** PROVIDED ENTRIES follows **
//! Hub access boundary
//!
//! The hub side of the system — one restricted account per node, holding
//! exactly that node's current public key, with login disabled beyond port
//! forwarding — is an external collaborator. This crate carries only the
//! contract the agent depends on: once a public key is registered under a
//! node's account, that node's forwarding requests are accepted.
//!
//! The hub performs no validation of a requested remote port beyond
//! authentication. If two nodes derive the same remote port on the same hub,
//! nothing at this boundary detects or rejects it: the second `-R` request
//! fails at connect time and the losing tunnel retries forever. That gap is
//! part of the zero-coordination design, not an oversight.

use orizon_topology::HubServer;
use tracing::info;

/// Registration failure at the hub boundary
#[derive(Debug, thiserror::Error)]
pub enum GateError {
    #[error("registration with hub '{hub}' failed: {reason}")]
    Registration { hub: String, reason: String },
}

/// What a hub stores per node: the account name and its single authorized key
#[derive(Debug, Clone, PartialEq, Eq)]
pub struct HubAuthorizationEntry {
    /// Node id; doubles as the restricted account name on the hub
    pub node_id: String,
    /// Current public key text (one authorized_keys line, without options)
    pub public_key: String,
}

impl HubAuthorizationEntry {
    /// The authorized_keys line for this node's restricted account.
    ///
    /// `restrict` clears every permission, `port-forwarding` adds back the
    /// only one a tunnel account needs.
    pub fn authorized_keys_line(&self) -> String {
        format!("restrict,port-forwarding {}", self.public_key)
    }
}

/// Per-hub key registration
pub trait HubAccessGate {
    /// Make `entry.public_key` the authorized key for `entry.node_id`'s
    /// account on `hub`.
    fn register(&self, hub: &HubServer, entry: &HubAuthorizationEntry) -> Result<(), GateError>;
}

/// Out-of-band registration: renders the commands an operator runs on the
/// hub by hand. This is the only adapter the agent ships; automated
/// registration belongs to hub-side tooling.
#[derive(Debug, Default)]
pub struct ManualGate;

impl ManualGate {
    /// Shell snippet that creates the restricted account (idempotently) and
    /// installs the node's key on one hub.
    pub fn instructions(hub: &HubServer, entry: &HubAuthorizationEntry) -> String {
        format!(
            r#"# Run on {host} (hub '{name}') as root:
id -u {node_id} >/dev/null 2>&1 || useradd --create-home --shell /usr/sbin/nologin {node_id}
install -d -m 700 -o {node_id} -g {node_id} /home/{node_id}/.ssh
cat > /home/{node_id}/.ssh/authorized_keys <<'EOF'
{line}
EOF
chown {node_id}:{node_id} /home/{node_id}/.ssh/authorized_keys
chmod 600 /home/{node_id}/.ssh/authorized_keys
"#,
            host = hub.host,
            name = hub.name,
            node_id = entry.node_id,
            line = entry.authorized_keys_line(),
        )
    }
}

impl HubAccessGate for ManualGate {
    fn register(&self, hub: &HubServer, entry: &HubAuthorizationEntry) -> Result<(), GateError> {
        // Nothing to do remotely; surface the instructions and trust the
        // operator to apply them before the tunnels first connect.
        info!(hub = %hub.name, node_id = %entry.node_id, "manual key registration required");
        println!("{}", Self::instructions(hub, entry));
        Ok(())
    }
}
** End of PROVIDED ENTRIES **
The reply should consist solely of the lines above from the one that has "per node, holding" through the one that has "remote port beyond", reproduced exactly.

### YOUR SOLUTION
//! The hub side of the system — one restricted account per node, holding
//! exactly that node's current public key, with login disabled beyond port
//! forwarding — is an external collaborator. This crate carries only the
//! contract the agent depends on: once a public key is registered under a
//! node's account, that node's forwarding requests are accepted.
//!
//! The hub performs no validation of a requested remote port beyond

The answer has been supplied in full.